Nous avons ensuite observé la vendeuse de chez Bouché effectuer son calcul mental pour additionner notre commande de petits gâteaux et annoncer le résultat à la patronne. Aucune vérification de l’exactitude du calcul n’est faite alors qu’il doit être bien difficile de faire ainsi un rapide calcul de tête sans se tromper avec les clients qui se bousculent pour leur commande de fêtes. Même les courses au Leclerc de Beaune avaient une saveur particulière puisqu’au lieu de nommer communément les allées du parking par des lettres, ces dernières portent le nom d’un vin de la région : Ladoix, Meursault, Aloxe Corton…

Nous avons passé une très agréable soirée que j’ai ponctuée de quelques interventions musicales au traverso, au chant et au piano. Cependant, même si nous avions été raisonnables pour le vin, à une heure du matin, après une coupe de champagne, un demi-verre de chacun des quatre vins du repas, j’avais quelquefois quelques difficultés à me concentrer sur la partition. Le vin était excellent : nous avons commencé par deux vins blancs (je sais « rouge sur blanc… ») avec un Meursault-Perrières 2007 qui m’a beaucoup plu, un Clos des Mouches 2007 puis continué avec deux vins rouges un Gevrey-Chambertin 2007 et un Beaune Grèves 1999. La couleur de ce dernier s’était étonnamment éclairci.

Nous nous étions donné rendez-vous pour le petit déjeuner devant le traditionnel concert du Nouvel An par le Wiener Philharmoniker. Cependant, le bug du nouvel an de l’iphone 3 avait frappé. Notre camarade est arrivé en retard car son alarme « non récurrente » ne s’était pas déclenchée et quand on a visité le forum de discussion, même un matin de nouvel an, il y a du monde qui se réveille avec l’alarme de son iphone. Nous avons également largement commenté les tenues des danseurs classiques sur les valses viennoises, les femmes encore peu nombreuses dans les rangs du Philharmonique de Vienne mais également les Asiatiques alors qu’ils sont présents dans les orchestres européens. Par ailleurs, nous avons constaté avec surprise, voire un certain effroi, que les musiciens ne portaient pas tous la même tenue entre les différentes couleurs de pantalons de gris clair à gris foncé, avec ou sans rayure.

Autre discussion musicale du week-end : j’avais chanté lors du réveillon une pièce inscrite dans mon recueil comme l’Ave Maria de Caccini (1558-1618). Cependant, le style de cette pièce paraissait trop moderne pour l’auteur et après une simple recherche sur wikipedia, il apparaît qu’il s’agit d’un pastiche de 1970 qu’on devrait présenter comme l’Ave Maria « dite de Caccini » par l’auteur véritable Vladimir Vavilov.

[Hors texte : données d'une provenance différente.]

#[cfg(test)]
mod tests {
    use std::collections::HashSet;

    use rand::{rngs::StdRng, Rng, SeedableRng};

    use super::*;
    use crate::DEFAULT_FRAMES;

    /// Backing store whose byte at (page, offset) is `page ^ offset`.
    #[derive(Default)]
    struct PatternStore {
        reads: Vec<usize>,
    }

    fn pattern(page: usize, offset: usize) -> i8 {
        (page ^ offset) as u8 as i8
    }

    impl BackingStore for PatternStore {
        fn read_page(&mut self, page_number: usize) -> Result<Box<[u8; FRAME_SIZE]>, DiskError> {
            self.reads.push(page_number);
            let mut buf = Box::new([0; FRAME_SIZE]);
            for (offset, b) in buf.iter_mut().enumerate() {
                *b = (page_number ^ offset) as u8;
            }
            Ok(buf)
        }
    }

    struct FailingStore;

    impl BackingStore for FailingStore {
        fn read_page(&mut self, _: usize) -> Result<Box<[u8; FRAME_SIZE]>, DiskError> {
            Err(DiskError::Io(std::io::Error::new(
                std::io::ErrorKind::UnexpectedEof,
                "short read",
            )))
        }
    }

    fn translator(frames: usize, policy: ReplacementPolicy) -> Translator<PatternStore> {
        let _ = env_logger::builder().is_test(true).try_init();
        Translator::new(frames, policy, PatternStore::default()).unwrap()
    }

    fn address(page: usize, offset: usize) -> u32 {
        (page * FRAME_SIZE + offset) as u32
    }

    fn assert_consistent(t: &Translator<PatternStore>) {
        let mut frames = HashSet::new();
        for entry in t.page_table().iter().filter(|e| e.present) {
            assert!(
                frames.insert(entry.frame_number),
                "frame {} owned twice",
                entry.frame_number
            );
        }
        for cached in t.tlb().iter() {
            assert_eq!(
                t.page_table().frame_of(cached.page_number),
                Some(cached.frame_number),
                "tlb caches page {} out of sync",
                cached.page_number
            );
        }
    }

    #[test]
    fn rejects_bad_frame_counts() {
        assert!(matches!(
            Translator::new(0, ReplacementPolicy::Fifo, PatternStore::default()),
            Err(TranslationError::InvalidFrameCount { frames: 0, .. })
        ));
        assert!(matches!(
            Translator::new(257, ReplacementPolicy::Lru, PatternStore::default()),
            Err(TranslationError::InvalidFrameCount { frames: 257, .. })
        ));
    }

    #[test]
    fn first_access_faults_then_hits_tlb() {
        let mut t = translator(DEFAULT_FRAMES, ReplacementPolicy::Fifo);
        let first = t.translate(16916).unwrap();
        assert_eq!(first.outcome, Outcome::PageFault);
        assert_eq!((first.page, first.offset), (66, 20));
        assert_eq!(first.frame, 0);
        assert_eq!(first.physical, 20);
        assert_eq!(first.value, pattern(66, 20));
        assert_eq!(t.memory().frame(0).unwrap()[255], (66 ^ 255) as u8);

        let second = t.translate(16916).unwrap();
        assert_eq!(second.outcome, Outcome::TlbHit);
        assert_eq!(second.physical, first.physical);
        assert_eq!(second.value, first.value);

        let stats = t.stats();
        assert_eq!(stats.translations, 2);
        assert_eq!(stats.page_faults, 1);
        assert_eq!(stats.tlb_hits, 1);
        assert_eq!(t.backing_store.reads, vec![66]);
    }

    #[test]
    fn page_table_hit_refills_tlb() {
        let mut t = translator(DEFAULT_FRAMES, ReplacementPolicy::Fifo);
        t.translate(address(0, 1)).unwrap();
        // push page 0 out of the TLB ring
        for page in 1..=TLB_SIZE {
            t.translate(address(page, 0)).unwrap();
        }
        assert!(t.tlb().lookup(0).is_none());
        assert!(t.page_table().is_resident(0));

        let hit = t.translate(address(0, 9)).unwrap();
        assert_eq!(hit.outcome, Outcome::PageTableHit);
        assert_eq!(hit.frame, 0);
        assert_eq!(hit.value, pattern(0, 9));
        assert!(t.tlb().lookup(0).is_some());

        assert_eq!(t.translate(address(0, 9)).unwrap().outcome, Outcome::TlbHit);
    }

    #[test]
    fn frames_are_handed_out_sequentially() {
        let mut t = translator(8, ReplacementPolicy::Fifo);
        for (i, page) in [200, 3, 77, 15].into_iter().enumerate() {
            let r = t.translate(address(page, 0)).unwrap();
            assert_eq!(r.frame, i);
            assert_eq!(t.frames_used(), i + 1);
        }
    }

    #[test]
    fn fifo_evicts_the_page_in_frame_zero_after_wraparound() {
        let mut t = translator(128, ReplacementPolicy::Fifo);
        for page in 0..130 {
            assert_eq!(
                t.translate(address(page, 0)).unwrap().outcome,
                Outcome::PageFault
            );
        }
        // pages 128 and 129 took frames 0 and 1 from pages 0 and 1
        assert!(!t.page_table().is_resident(0));
        assert!(!t.page_table().is_resident(1));
        assert_eq!(t.page_table().frame_of(128), Some(0));
        assert_eq!(t.page_table().frame_of(129), Some(1));
        assert!(t.tlb().lookup(0).is_none());

        let again = t.translate(address(0, 42)).unwrap();
        assert_eq!(again.outcome, Outcome::PageFault);
        assert_eq!(again.frame, 2);
        assert_eq!(again.value, pattern(0, 42));
        assert!(!t.page_table().is_resident(2));
        assert_eq!(t.stats().page_faults, 131);
        assert_eq!(t.stats().evictions, 3);
        assert_consistent(&t);
    }

    #[test]
    fn fifo_evicts_hot_pages_too() {
        let mut t = translator(4, ReplacementPolicy::Fifo);
        for page in 0..4 {
            t.translate(address(page, 0)).unwrap();
        }
        t.translate(address(0, 0)).unwrap();
        t.translate(address(10, 0)).unwrap();
        assert!(!t.page_table().is_resident(0));
    }

    #[test]
    fn lru_keeps_the_hot_page_and_evicts_cold_ones_in_order() {
        let mut t = translator(128, ReplacementPolicy::Lru);
        for page in 0..128 {
            t.translate(address(page, 0)).unwrap();
        }
        // everything is used, so this sweeps and takes page 0
        t.translate(address(128, 0)).unwrap();
        assert!(!t.page_table().is_resident(0));
        assert_eq!(t.page_table().frame_of(128), Some(0));

        let hot = 5;
        let mut victims = Vec::new();
        for round in 0..20 {
            let r = t.translate(address(hot, round)).unwrap();
            assert_ne!(r.outcome, Outcome::PageFault);

            let before: Vec<usize> = (0..256).filter(|&p| t.page_table().is_resident(p)).collect();
            let fault = t.translate(address(129 + round, 0)).unwrap();
            assert_eq!(fault.outcome, Outcome::PageFault);
            let victim = before
                .into_iter()
                .find(|&p| !t.page_table().is_resident(p))
                .unwrap();
            victims.push(victim);
            assert!(t.page_table().is_resident(hot));
            assert_consistent(&t);
        }
        let expected: Vec<usize> = (1..=21).filter(|&p| p != hot).collect();
        assert_eq!(victims, expected);
    }

    #[test]
    fn lru_reuses_the_victims_frame() {
        let mut t = translator(2, ReplacementPolicy::Lru);
        t.translate(address(7, 0)).unwrap();
        t.translate(address(9, 0)).unwrap();
        // sweep, victim is page 7 in frame 0
        let r = t.translate(address(11, 3)).unwrap();
        assert_eq!(r.frame, 0);
        assert_eq!(r.value, pattern(11, 3));
        // page 9 is now the only unused resident page
        let r = t.translate(address(12, 0)).unwrap();
        assert_eq!(r.frame, 1);
        assert!(!t.page_table().is_resident(9));
        assert!(t.page_table().is_resident(11));
    }

    #[test]
    fn eviction_purges_the_tlb() {
        for policy in [ReplacementPolicy::Fifo, ReplacementPolicy::Lru] {
            let mut t = translator(2, policy);
            t.translate(address(1, 0)).unwrap();
            t.translate(address(2, 0)).unwrap();
            assert!(t.tlb().lookup(1).is_some());
            t.translate(address(3, 0)).unwrap();
            assert!(!t.page_table().is_resident(1));
            assert!(t.tlb().lookup(1).is_none());
            assert!(t.tlb().iter().all(|e| e.page_number != 1));
            // must fault again rather than hit a stale TLB copy
            assert_eq!(
                t.translate(address(1, 0)).unwrap().outcome,
                Outcome::PageFault
            );
        }
    }

    #[test]
    fn full_sized_memory_never_evicts() {
        for policy in [ReplacementPolicy::Fifo, ReplacementPolicy::Lru] {
            let mut t = translator(PAGE_TABLE_SIZE, policy);
            let mut rng = StdRng::seed_from_u64(7);
            for _ in 0..5000 {
                t.translate(rng.gen_range(0..=0xffff)).unwrap();
            }
            assert_eq!(t.stats().evictions, 0);
            assert!(t.stats().page_faults <= PAGE_TABLE_SIZE as u64);
            assert_consistent(&t);
        }
    }

    #[test]
    fn random_streams_keep_tables_consistent() {
        for policy in [ReplacementPolicy::Fifo, ReplacementPolicy::Lru] {
            for frames in [1, 16, 128] {
                let mut t = translator(frames, policy);
                let mut rng = StdRng::seed_from_u64(frames as u64);
                for _ in 0..2000 {
                    let logical = rng.gen_range(0..=0xffff);
                    let r = t.translate(logical).unwrap();
                    assert_eq!(r.value, pattern(r.page, r.offset));
                    assert!(r.frame < frames);
                    assert_consistent(&t);

                    let again = t.translate(logical).unwrap();
                    assert_eq!(again.outcome, Outcome::TlbHit);
                    assert_eq!(again.physical, r.physical);
                }
                assert!(t.page_table().resident_count() <= frames);
            }
        }
    }

    #[test]
    fn fault_count_is_deterministic() {
        let mut rng = StdRng::seed_from_u64(42);
        let stream: Vec<u32> = (0..1000).map(|_| rng.gen_range(0..=0xffff)).collect();
        for policy in [ReplacementPolicy::Fifo, ReplacementPolicy::Lru] {
            let run = || {
                let mut t = translator(32, policy);
                for &a in &stream {
                    t.translate(a).unwrap();
                }
                t.stats()
            };
            assert_eq!(run(), run());
        }
    }

    #[test]
    fn backing_store_failure_is_reported() {
        let mut t = Translator::new(4, ReplacementPolicy::Fifo, FailingStore).unwrap();
        assert!(matches!(
            t.translate(address(3, 0)),
            Err(TranslationError::BackingStore { page: 3, .. })
        ));
    }

    /// Fails for one page, otherwise behaves like `PatternStore`.
    struct PickyStore {
        bad_page: usize,
        inner: PatternStore,
    }

    impl BackingStore for PickyStore {
        fn read_page(&mut self, page_number: usize) -> Result<Box<[u8; FRAME_SIZE]>, DiskError> {
            if page_number == self.bad_page {
                return FailingStore.read_page(page_number);
            }
            self.inner.read_page(page_number)
        }
    }

    #[test]
    fn failed_load_leaves_state_untouched() {
        let store = PickyStore {
            bad_page: 9,
            inner: PatternStore::default(),
        };
        let mut t = Translator::new(4, ReplacementPolicy::Fifo, store).unwrap();
        for page in 0..4 {
            t.translate(address(page, 0)).unwrap();
        }
        let before = t.stats();

        assert!(matches!(
            t.translate(address(9, 0)),
            Err(TranslationError::BackingStore { page: 9, .. })
        ));
        assert_eq!(t.stats(), before);
        assert_eq!(t.frames_used(), 4);
        assert_eq!(t.page_table().resident_count(), 4);
        assert_eq!(t.page_table().frame_of(0), Some(0));
        assert!(t.tlb().lookup(0).is_some());

        // the FIFO cursor did not move, so page 0 is still the next victim
        let next = t.translate(address(10, 1)).unwrap();
        assert_eq!(next.frame, 0);
        assert_eq!(next.value, pattern(10, 1));
        assert_eq!(t.page_table().frame_of(0), None);
        assert_eq!(t.stats().page_faults, before.page_faults + 1);
        assert_eq!(t.stats().evictions, 1);
    }
}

Notre week-end s’est poursuivi par des agapes plus ou moins légères et arrosées avec une note spéciale pour le repas de midi le dimanche :  les restes du foie gras de Toulouse, des escargots de Bourgogne faits maison accompagnés de ravioles de Romans. et un Givry 1er cru rouge, vin préféré de Henri IV. C’est beau… et bon la rencontre des régions de France.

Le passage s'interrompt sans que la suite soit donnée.